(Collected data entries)
□ □ □ □ □ □ □
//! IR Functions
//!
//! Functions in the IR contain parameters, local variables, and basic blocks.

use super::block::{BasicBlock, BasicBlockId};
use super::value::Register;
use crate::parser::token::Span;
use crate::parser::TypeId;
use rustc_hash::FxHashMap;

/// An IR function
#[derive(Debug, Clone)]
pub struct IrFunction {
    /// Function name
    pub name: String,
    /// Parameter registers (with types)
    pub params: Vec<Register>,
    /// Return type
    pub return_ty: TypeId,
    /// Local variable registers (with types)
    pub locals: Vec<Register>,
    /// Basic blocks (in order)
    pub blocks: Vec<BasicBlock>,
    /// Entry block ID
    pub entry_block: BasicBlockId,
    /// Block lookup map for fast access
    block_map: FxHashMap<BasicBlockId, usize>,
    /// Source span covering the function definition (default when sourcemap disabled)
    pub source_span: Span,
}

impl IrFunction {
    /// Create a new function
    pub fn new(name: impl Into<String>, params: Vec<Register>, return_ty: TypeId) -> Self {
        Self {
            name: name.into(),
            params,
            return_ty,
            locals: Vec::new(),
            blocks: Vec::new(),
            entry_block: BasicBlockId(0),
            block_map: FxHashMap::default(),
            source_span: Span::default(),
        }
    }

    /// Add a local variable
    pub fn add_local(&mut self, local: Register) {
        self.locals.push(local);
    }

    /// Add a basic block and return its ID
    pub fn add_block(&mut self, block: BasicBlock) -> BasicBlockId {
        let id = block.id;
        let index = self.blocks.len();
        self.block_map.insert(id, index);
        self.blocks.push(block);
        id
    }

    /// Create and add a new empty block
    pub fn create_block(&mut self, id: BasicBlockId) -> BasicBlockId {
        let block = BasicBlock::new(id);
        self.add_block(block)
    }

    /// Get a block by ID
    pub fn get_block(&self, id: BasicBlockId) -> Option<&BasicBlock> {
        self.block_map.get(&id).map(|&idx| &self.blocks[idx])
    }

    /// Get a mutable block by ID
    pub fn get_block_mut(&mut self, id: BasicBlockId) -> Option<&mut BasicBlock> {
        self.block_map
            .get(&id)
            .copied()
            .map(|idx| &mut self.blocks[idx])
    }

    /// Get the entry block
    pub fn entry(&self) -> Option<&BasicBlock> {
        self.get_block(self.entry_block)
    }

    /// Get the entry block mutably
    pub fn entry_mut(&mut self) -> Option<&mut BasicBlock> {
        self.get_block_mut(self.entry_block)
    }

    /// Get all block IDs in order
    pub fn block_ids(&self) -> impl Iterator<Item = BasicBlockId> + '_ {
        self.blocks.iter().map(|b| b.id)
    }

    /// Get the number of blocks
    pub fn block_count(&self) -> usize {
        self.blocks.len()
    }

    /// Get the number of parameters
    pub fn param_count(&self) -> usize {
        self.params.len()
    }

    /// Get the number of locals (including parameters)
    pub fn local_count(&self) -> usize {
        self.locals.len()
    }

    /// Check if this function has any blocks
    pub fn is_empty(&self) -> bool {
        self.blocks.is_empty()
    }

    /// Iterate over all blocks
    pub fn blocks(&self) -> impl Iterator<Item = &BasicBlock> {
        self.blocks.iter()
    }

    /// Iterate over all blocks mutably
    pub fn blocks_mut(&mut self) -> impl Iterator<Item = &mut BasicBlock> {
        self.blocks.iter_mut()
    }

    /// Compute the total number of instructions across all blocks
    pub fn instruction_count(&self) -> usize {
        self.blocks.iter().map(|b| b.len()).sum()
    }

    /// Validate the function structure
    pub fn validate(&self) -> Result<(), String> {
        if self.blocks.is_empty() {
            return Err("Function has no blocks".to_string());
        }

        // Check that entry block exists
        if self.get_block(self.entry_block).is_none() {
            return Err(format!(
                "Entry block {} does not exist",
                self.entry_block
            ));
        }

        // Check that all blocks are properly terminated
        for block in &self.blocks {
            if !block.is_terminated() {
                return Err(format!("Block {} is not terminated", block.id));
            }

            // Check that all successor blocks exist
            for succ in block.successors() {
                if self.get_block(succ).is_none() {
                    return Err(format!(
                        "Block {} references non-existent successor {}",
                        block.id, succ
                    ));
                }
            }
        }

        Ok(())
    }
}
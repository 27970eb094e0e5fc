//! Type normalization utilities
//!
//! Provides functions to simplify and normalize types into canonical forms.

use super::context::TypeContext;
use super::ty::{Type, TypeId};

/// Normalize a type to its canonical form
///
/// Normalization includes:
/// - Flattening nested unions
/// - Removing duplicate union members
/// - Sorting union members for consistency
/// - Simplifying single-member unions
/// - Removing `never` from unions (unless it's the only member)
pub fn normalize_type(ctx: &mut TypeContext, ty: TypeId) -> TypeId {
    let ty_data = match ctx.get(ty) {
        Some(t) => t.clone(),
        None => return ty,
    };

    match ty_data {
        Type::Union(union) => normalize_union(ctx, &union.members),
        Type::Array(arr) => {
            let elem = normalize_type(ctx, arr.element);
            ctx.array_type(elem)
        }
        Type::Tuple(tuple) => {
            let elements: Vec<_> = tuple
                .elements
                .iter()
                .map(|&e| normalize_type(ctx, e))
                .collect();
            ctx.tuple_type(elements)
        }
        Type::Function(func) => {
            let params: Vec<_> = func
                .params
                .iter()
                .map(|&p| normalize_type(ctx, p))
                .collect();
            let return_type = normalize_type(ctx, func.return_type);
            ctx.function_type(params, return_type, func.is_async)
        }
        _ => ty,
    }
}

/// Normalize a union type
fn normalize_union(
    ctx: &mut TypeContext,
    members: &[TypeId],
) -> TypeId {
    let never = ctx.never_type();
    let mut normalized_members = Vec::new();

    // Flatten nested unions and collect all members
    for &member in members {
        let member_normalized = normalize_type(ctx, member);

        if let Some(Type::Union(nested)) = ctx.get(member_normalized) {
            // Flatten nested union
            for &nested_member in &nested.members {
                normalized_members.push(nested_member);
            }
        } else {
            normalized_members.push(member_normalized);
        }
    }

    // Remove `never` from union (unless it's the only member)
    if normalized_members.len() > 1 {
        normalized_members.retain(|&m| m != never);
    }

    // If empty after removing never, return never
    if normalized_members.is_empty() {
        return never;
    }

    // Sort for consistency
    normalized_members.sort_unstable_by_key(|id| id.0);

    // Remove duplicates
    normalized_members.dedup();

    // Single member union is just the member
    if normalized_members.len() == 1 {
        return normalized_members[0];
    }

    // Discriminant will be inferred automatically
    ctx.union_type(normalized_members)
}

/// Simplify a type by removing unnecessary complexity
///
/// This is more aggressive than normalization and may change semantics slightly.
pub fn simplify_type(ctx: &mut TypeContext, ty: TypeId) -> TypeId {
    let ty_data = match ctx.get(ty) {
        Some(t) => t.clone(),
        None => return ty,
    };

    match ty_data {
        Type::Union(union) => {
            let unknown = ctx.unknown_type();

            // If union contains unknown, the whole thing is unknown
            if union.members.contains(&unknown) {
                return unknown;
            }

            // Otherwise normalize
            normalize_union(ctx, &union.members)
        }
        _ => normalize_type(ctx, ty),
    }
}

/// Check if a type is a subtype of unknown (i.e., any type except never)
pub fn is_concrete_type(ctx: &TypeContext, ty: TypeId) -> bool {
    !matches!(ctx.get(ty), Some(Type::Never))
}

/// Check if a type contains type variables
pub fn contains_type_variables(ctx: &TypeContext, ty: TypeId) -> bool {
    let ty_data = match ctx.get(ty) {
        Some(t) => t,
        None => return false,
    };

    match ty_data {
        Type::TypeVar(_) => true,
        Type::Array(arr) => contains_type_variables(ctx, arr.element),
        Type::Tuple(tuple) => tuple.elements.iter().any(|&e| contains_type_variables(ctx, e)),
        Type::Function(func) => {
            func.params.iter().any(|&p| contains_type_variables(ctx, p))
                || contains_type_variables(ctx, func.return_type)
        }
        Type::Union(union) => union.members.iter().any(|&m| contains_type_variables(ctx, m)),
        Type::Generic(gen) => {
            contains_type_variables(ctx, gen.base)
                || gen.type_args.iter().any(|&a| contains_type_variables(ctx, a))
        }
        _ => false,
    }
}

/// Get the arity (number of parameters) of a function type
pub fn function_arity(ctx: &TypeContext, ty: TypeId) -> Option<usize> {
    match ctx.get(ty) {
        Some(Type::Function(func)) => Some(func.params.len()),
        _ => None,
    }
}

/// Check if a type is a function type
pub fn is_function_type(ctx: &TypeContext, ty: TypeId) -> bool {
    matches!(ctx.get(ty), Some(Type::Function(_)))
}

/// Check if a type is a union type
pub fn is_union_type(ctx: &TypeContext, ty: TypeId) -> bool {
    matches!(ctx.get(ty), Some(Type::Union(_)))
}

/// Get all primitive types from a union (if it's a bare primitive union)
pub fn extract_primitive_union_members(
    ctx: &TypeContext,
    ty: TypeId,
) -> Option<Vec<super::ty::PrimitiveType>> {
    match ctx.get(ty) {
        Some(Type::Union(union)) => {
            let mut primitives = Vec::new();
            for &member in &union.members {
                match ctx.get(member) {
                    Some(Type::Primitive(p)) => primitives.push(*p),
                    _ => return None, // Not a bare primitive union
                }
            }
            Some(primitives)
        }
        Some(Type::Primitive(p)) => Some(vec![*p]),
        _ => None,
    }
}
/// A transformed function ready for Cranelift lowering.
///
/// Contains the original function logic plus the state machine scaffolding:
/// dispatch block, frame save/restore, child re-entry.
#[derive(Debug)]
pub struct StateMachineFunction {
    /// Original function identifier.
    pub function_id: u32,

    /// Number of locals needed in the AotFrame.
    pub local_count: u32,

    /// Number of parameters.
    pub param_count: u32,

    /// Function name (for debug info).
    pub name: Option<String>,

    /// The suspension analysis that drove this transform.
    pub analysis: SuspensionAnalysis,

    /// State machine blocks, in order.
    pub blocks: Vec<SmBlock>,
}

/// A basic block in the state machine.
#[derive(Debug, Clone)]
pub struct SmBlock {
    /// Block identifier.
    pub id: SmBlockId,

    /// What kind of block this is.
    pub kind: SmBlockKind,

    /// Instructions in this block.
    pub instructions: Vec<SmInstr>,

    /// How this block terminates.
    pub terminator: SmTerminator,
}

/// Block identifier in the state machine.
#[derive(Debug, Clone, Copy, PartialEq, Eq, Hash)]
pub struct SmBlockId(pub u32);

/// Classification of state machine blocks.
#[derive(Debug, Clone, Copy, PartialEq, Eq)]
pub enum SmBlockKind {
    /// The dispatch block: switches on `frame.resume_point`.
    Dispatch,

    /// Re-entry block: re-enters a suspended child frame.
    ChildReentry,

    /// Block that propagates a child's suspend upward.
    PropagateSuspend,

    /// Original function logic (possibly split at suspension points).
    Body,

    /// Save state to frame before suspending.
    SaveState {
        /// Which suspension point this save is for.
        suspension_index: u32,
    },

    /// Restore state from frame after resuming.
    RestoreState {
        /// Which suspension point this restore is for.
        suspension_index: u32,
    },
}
□ □ □ □ □ □ □
§ Task details: Lines in the records above that carry the word "order" are to be located and copied.

§ Solution to the exercise:
    /// Basic blocks (in order)
    /// Get all block IDs in order
    /// State machine blocks, in order.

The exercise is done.